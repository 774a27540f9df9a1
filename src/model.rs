//! Emotion classifier wrapper using ONNX Runtime

use ndarray::{Array1, Array4};
use ort::session::{builder::GraphOptimizationLevel, Session};
use ort::value::Tensor;
use std::fmt::Display;
use std::path::{Path, PathBuf};
use std::sync::Mutex;

use crate::config::{Config, InferenceConfig};
use crate::error::{ConfigError, LoadError, PredictError};
use crate::labels::LabelMap;
use crate::preprocess::INPUT_SHAPE;
use crate::runtime;
use crate::storage::{select_latest, BlobInfo, BlobStore, GcsStore};

enum ModelState {
    Loaded(Mutex<Session>),
    /// Loading failed; the reason is kept for callers to inspect
    Unloaded(LoadError),
}

/// Pretrained emotion classifier with its label mapping.
///
/// A wrapper whose model failed to load still constructs; every `predict`
/// on it returns [`PredictError::NotLoaded`].
pub struct EmotionModel {
    model_path: PathBuf,
    labels: LabelMap,
    state: ModelState,
}

impl EmotionModel {
    /// Build the label mapping and load the model, fetching the newest blob
    /// from `bucket` first when one is given.
    pub fn new(
        model_path: impl Into<PathBuf>,
        config: &Config,
        bucket: Option<&str>,
    ) -> Result<Self, ConfigError> {
        let store = GcsStore::from_config(&config.storage);
        Self::with_store(model_path, config, bucket, &store)
    }

    /// Same as [`EmotionModel::new`] with a caller-supplied object store
    pub fn with_store(
        model_path: impl Into<PathBuf>,
        config: &Config,
        bucket: Option<&str>,
        store: &dyn BlobStore,
    ) -> Result<Self, ConfigError> {
        let labels = config.label_map()?;
        let model_path = model_path.into();

        let state = match load_model(&model_path, bucket, store, config) {
            Ok(session) => {
                tracing::info!(path = ?model_path, labels = labels.len(), "Emotion model loaded");
                ModelState::Loaded(Mutex::new(session))
            }
            Err(e) => {
                tracing::warn!(
                    bucket = bucket.unwrap_or("<none>"),
                    path = ?model_path,
                    error = %e,
                    "No model loaded"
                );
                ModelState::Unloaded(e)
            }
        };

        Ok(Self {
            model_path,
            labels,
            state,
        })
    }

    /// Wrap an already-built session
    pub fn from_session(model_path: impl Into<PathBuf>, session: Session, labels: LabelMap) -> Self {
        Self {
            model_path: model_path.into(),
            labels,
            state: ModelState::Loaded(Mutex::new(session)),
        }
    }

    /// Run one forward pass on a preprocessed `(1, 224, 224, 3)` tensor and
    /// return the class probabilities of that single sample.
    pub fn predict(&self, img_array: &Array4<f32>) -> Result<Array1<f32>, PredictError> {
        let session = match &self.state {
            ModelState::Loaded(session) => session,
            ModelState::Unloaded(reason) => return Err(PredictError::NotLoaded(reason.to_string())),
        };

        validate_shape(img_array.shape())?;

        // iter() walks in logical order regardless of the array's memory layout
        let input_data: Vec<f32> = img_array.iter().copied().collect();
        let input_tensor = Tensor::from_array((INPUT_SHAPE, input_data.into_boxed_slice()))
            .map_err(inference_err)?;

        let mut session = session.lock().map_err(|_| PredictError::Poisoned)?;
        let outputs = session
            .run(ort::inputs![input_tensor])
            .map_err(inference_err)?;

        let (_, output) = outputs
            .iter()
            .next()
            .ok_or_else(|| PredictError::Inference("Model produced no output".to_string()))?;

        let (_shape, probs) = output.try_extract_tensor::<f32>().map_err(inference_err)?;

        Ok(Array1::from(probs.to_vec()))
    }

    /// Predict and pair each probability with its label, highest first
    pub fn classify(&self, img_array: &Array4<f32>) -> Result<Vec<(String, f32)>, PredictError> {
        let probs = self.predict(img_array)?;
        Ok(self
            .labels
            .ranked(probs.as_slice().unwrap_or(&[]))
            .into_iter()
            .map(|(label, p)| (label.to_string(), p))
            .collect())
    }

    pub fn is_loaded(&self) -> bool {
        matches!(self.state, ModelState::Loaded(_))
    }

    /// Why the model is not loaded, if it isn't
    pub fn load_error(&self) -> Option<&LoadError> {
        match &self.state {
            ModelState::Loaded(_) => None,
            ModelState::Unloaded(e) => Some(e),
        }
    }

    pub fn labels(&self) -> &LabelMap {
        &self.labels
    }

    pub fn model_path(&self) -> &Path {
        &self.model_path
    }
}

/// Fetch the model (when a bucket is given) and open an inference session.
pub fn load_model(
    model_path: &Path,
    bucket: Option<&str>,
    store: &dyn BlobStore,
    config: &Config,
) -> Result<Session, LoadError> {
    if let Some(bucket) = bucket {
        fetch_latest(store, bucket, &config.storage.prefix, model_path)?;
    }

    if !model_path.exists() {
        return Err(LoadError::MissingModelFile(model_path.to_path_buf()));
    }

    open_session(model_path, &config.inference)
}

/// Download the most recently updated blob under `prefix` to `dest`.
pub fn fetch_latest(
    store: &dyn BlobStore,
    bucket: &str,
    prefix: &str,
    dest: &Path,
) -> Result<BlobInfo, LoadError> {
    let blobs = store.list_blobs(bucket, prefix)?;

    let latest = select_latest(&blobs).ok_or_else(|| LoadError::EmptyBucket {
        bucket: bucket.to_string(),
        prefix: prefix.to_string(),
    })?;

    tracing::info!(
        store = store.store_name(),
        blob = %latest.name,
        updated = %latest.updated,
        "Fetching latest model"
    );
    store.download(latest, dest)?;

    Ok(latest.clone())
}

fn open_session(model_path: &Path, inference: &InferenceConfig) -> Result<Session, LoadError> {
    runtime::ensure_initialized(inference.dylib_path.as_deref())?;

    let session = Session::builder()
        .map_err(session_err)?
        .with_optimization_level(GraphOptimizationLevel::Level3)
        .map_err(session_err)?
        .with_intra_threads(inference.intra_threads)
        .map_err(session_err)?
        .commit_from_file(model_path)
        .map_err(session_err)?;

    Ok(session)
}

fn validate_shape(shape: &[usize]) -> Result<(), PredictError> {
    if shape != INPUT_SHAPE {
        return Err(PredictError::ShapeMismatch {
            expected: INPUT_SHAPE.to_vec(),
            actual: shape.to_vec(),
        });
    }
    Ok(())
}

fn session_err(e: impl Display) -> LoadError {
    LoadError::Session(e.to_string())
}

fn inference_err(e: impl Display) -> PredictError {
    PredictError::Inference(e.to_string())
}

#[cfg(test)]
mod tests {
    use super::*;
    use crate::error::StorageError;
    use chrono::{TimeZone, Utc};
    use std::collections::BTreeMap;
    use tempfile::tempdir;

    /// Store with a fixed listing that records what it was asked to download
    /// and then fails, so no session is ever created.
    struct StubStore {
        listing: Result<Vec<BlobInfo>, String>,
        downloaded: Mutex<Vec<String>>,
    }

    impl StubStore {
        fn with_blobs(blobs: Vec<BlobInfo>) -> Self {
            Self {
                listing: Ok(blobs),
                downloaded: Mutex::new(Vec::new()),
            }
        }

        fn failing(message: &str) -> Self {
            Self {
                listing: Err(message.to_string()),
                downloaded: Mutex::new(Vec::new()),
            }
        }
    }

    impl BlobStore for StubStore {
        fn list_blobs(&self, _bucket: &str, _prefix: &str) -> Result<Vec<BlobInfo>, StorageError> {
            self.listing.clone().map_err(StorageError::Transport)
        }

        fn download(&self, blob: &BlobInfo, _dest: &Path) -> Result<(), StorageError> {
            self.downloaded.lock().unwrap().push(blob.name.clone());
            Err(StorageError::Transport("offline".to_string()))
        }

        fn store_name(&self) -> &'static str {
            "stub"
        }
    }

    fn blob(name: &str, secs: i64) -> BlobInfo {
        BlobInfo {
            name: name.to_string(),
            bucket: "fers".to_string(),
            updated: Utc.timestamp_opt(secs, 0).unwrap(),
            size: None,
            md5_hash: None,
        }
    }

    fn config() -> Config {
        let mut config = Config::default();
        config.labels_text2num = BTreeMap::from([("happy".to_string(), 0), ("sad".to_string(), 1)]);
        config
    }

    fn input() -> Array4<f32> {
        Array4::zeros(INPUT_SHAPE)
    }

    #[test]
    fn test_fetches_newest_blob() {
        let dir = tempdir().unwrap();
        let store = StubStore::with_blobs(vec![
            blob("models/t2.onnx", 200),
            blob("models/t3.onnx", 300),
            blob("models/t1.onnx", 100),
        ]);

        let model =
            EmotionModel::with_store(dir.path().join("model.onnx"), &config(), Some("fers"), &store)
                .unwrap();

        assert_eq!(*store.downloaded.lock().unwrap(), vec!["models/t3.onnx".to_string()]);
        assert!(matches!(model.load_error(), Some(LoadError::Storage(_))));
    }

    #[test]
    fn test_empty_bucket_leaves_model_unloaded() {
        let dir = tempdir().unwrap();
        let store = StubStore::with_blobs(Vec::new());

        let model =
            EmotionModel::with_store(dir.path().join("model.onnx"), &config(), Some("fers"), &store)
                .unwrap();

        assert!(!model.is_loaded());
        assert!(matches!(
            model.load_error(),
            Some(LoadError::EmptyBucket { bucket, .. }) if bucket == "fers"
        ));
        assert!(matches!(model.predict(&input()), Err(PredictError::NotLoaded(_))));
    }

    #[test]
    fn test_listing_failure_leaves_model_unloaded() {
        let dir = tempdir().unwrap();
        let store = StubStore::failing("connection refused");

        let model =
            EmotionModel::with_store(dir.path().join("model.onnx"), &config(), Some("fers"), &store)
                .unwrap();

        assert!(matches!(
            model.load_error(),
            Some(LoadError::Storage(StorageError::Transport(_)))
        ));
        assert!(model.predict(&input()).is_err());
        assert!(model.classify(&input()).is_err());
    }

    #[test]
    fn test_no_bucket_requires_local_file() {
        let dir = tempdir().unwrap();
        let path = dir.path().join("model.onnx");
        let store = StubStore::with_blobs(vec![blob("models/t1.onnx", 1)]);

        let model = EmotionModel::with_store(&path, &config(), None, &store).unwrap();

        assert!(store.downloaded.lock().unwrap().is_empty());
        assert!(matches!(model.load_error(), Some(LoadError::MissingModelFile(p)) if *p == path));
        assert_eq!(model.model_path(), path.as_path());
    }

    #[test]
    fn test_labels_built_before_loading() {
        let dir = tempdir().unwrap();
        let store = StubStore::with_blobs(Vec::new());

        let model =
            EmotionModel::with_store(dir.path().join("model.onnx"), &config(), None, &store).unwrap();

        assert_eq!(model.labels().label_of(0), Some("happy"));
        assert_eq!(model.labels().label_of(1), Some("sad"));
    }

    #[test]
    fn test_invalid_labels_fail_construction() {
        let dir = tempdir().unwrap();
        let store = StubStore::with_blobs(Vec::new());
        let mut config = config();
        config.labels_text2num.insert("joyful".to_string(), 0);

        let result = EmotionModel::with_store(dir.path().join("model.onnx"), &config, None, &store);
        assert!(matches!(result, Err(ConfigError::DuplicateLabelIndex { .. })));
    }

    #[test]
    fn test_missing_runtime_library_leaves_model_unloaded() {
        let dir = tempdir().unwrap();
        let path = dir.path().join("model.onnx");
        std::fs::write(&path, b"not a model").unwrap();
        let store = StubStore::with_blobs(Vec::new());
        let mut config = config();
        config.inference.dylib_path = Some(PathBuf::from("/nonexistent/libonnxruntime.so"));

        let model = EmotionModel::with_store(&path, &config, None, &store).unwrap();

        assert!(!model.is_loaded());
        if std::env::var_os("ORT_DYLIB_PATH").is_none() {
            assert!(matches!(model.load_error(), Some(LoadError::Runtime(_))));
        }
        assert!(matches!(model.predict(&input()), Err(PredictError::NotLoaded(_))));
    }

    #[test]
    fn test_validate_shape() {
        assert!(validate_shape(&INPUT_SHAPE).is_ok());
        assert!(matches!(
            validate_shape(&[1, 112, 112, 3]),
            Err(PredictError::ShapeMismatch { .. })
        ));
    }

    fn fixture_model() -> Option<EmotionModel> {
        // Needs the ONNX Runtime shared library
        std::env::var_os("ORT_DYLIB_PATH")?;

        let path = Path::new(env!("CARGO_MANIFEST_DIR")).join("testdata/emotion_tiny.onnx");
        let store = StubStore::with_blobs(Vec::new());
        let model = EmotionModel::with_store(path, &config(), None, &store).unwrap();
        assert!(model.is_loaded(), "{:?}", model.load_error());
        Some(model)
    }

    fn face_like_input() -> Array4<f32> {
        Array4::from_shape_fn(INPUT_SHAPE, |(_, y, x, c)| {
            (y as f32 - 112.0) * 0.5 + (x % 7) as f32 + c as f32 * 20.0 - 30.0
        })
    }

    #[test]
    fn test_predict_returns_one_probability_per_label() {
        let Some(model) = fixture_model() else {
            return;
        };

        let probs = model.predict(&face_like_input()).unwrap();

        assert_eq!(probs.len(), model.labels().len());
        assert!((probs.sum() - 1.0).abs() < 1e-5);
        assert!(probs.iter().all(|p| (0.0..=1.0).contains(p)));
    }

    #[test]
    fn test_same_model_file_predicts_identically() {
        let (Some(first), Some(second)) = (fixture_model(), fixture_model()) else {
            return;
        };
        let input = face_like_input();

        assert_eq!(first.predict(&input).unwrap(), second.predict(&input).unwrap());
    }

    #[test]
    fn test_classify_ranks_labels() {
        let Some(model) = fixture_model() else {
            return;
        };

        let ranked = model.classify(&face_like_input()).unwrap();

        assert_eq!(ranked.len(), 2);
        assert!(ranked[0].1 >= ranked[1].1);
        let mut names: Vec<_> = ranked.iter().map(|(name, _)| name.as_str()).collect();
        names.sort_unstable();
        assert_eq!(names, ["happy", "sad"]);
    }

    #[test]
    fn test_loaded_model_still_checks_shape() {
        let Some(model) = fixture_model() else {
            return;
        };

        let wrong = Array4::zeros([1, 112, 112, 3]);
        assert!(matches!(model.predict(&wrong), Err(PredictError::ShapeMismatch { .. })));
    }
}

☆ ☆ ☆ ☆ ☆ ☆ ☆

Task statement: Take from the material above the lines running from the one with "array's memory layout" through the one with "pub fn load_error(&self)", and repeat them exactly, with nothing else.

Written reply:
        // iter() walks in logical order regardless of the array's memory layout
        let input_data: Vec<f32> = img_array.iter().copied().collect();
        let input_tensor = Tensor::from_array((INPUT_SHAPE, input_data.into_boxed_slice()))
            .map_err(inference_err)?;

        let mut session = session.lock().map_err(|_| PredictError::Poisoned)?;
        let outputs = session
            .run(ort::inputs![input_tensor])
            .map_err(inference_err)?;

        let (_, output) = outputs
            .iter()
            .next()
            .ok_or_else(|| PredictError::Inference("Model produced no output".to_string()))?;

        let (_shape, probs) = output.try_extract_tensor::<f32>().map_err(inference_err)?;

        Ok(Array1::from(probs.to_vec()))
    }

    /// Predict and pair each probability with its label, highest first
    pub fn classify(&self, img_array: &Array4<f32>) -> Result<Vec<(String, f32)>, PredictError> {
        let probs = self.predict(img_array)?;
        Ok(self
            .labels
            .ranked(probs.as_slice().unwrap_or(&[]))
            .into_iter()
            .map(|(label, p)| (label.to_string(), p))
            .collect())
    }

    pub fn is_loaded(&self) -> bool {
        matches!(self.state, ModelState::Loaded(_))
    }

    /// Why the model is not loaded, if it isn't
    pub fn load_error(&self) -> Option<&LoadError> {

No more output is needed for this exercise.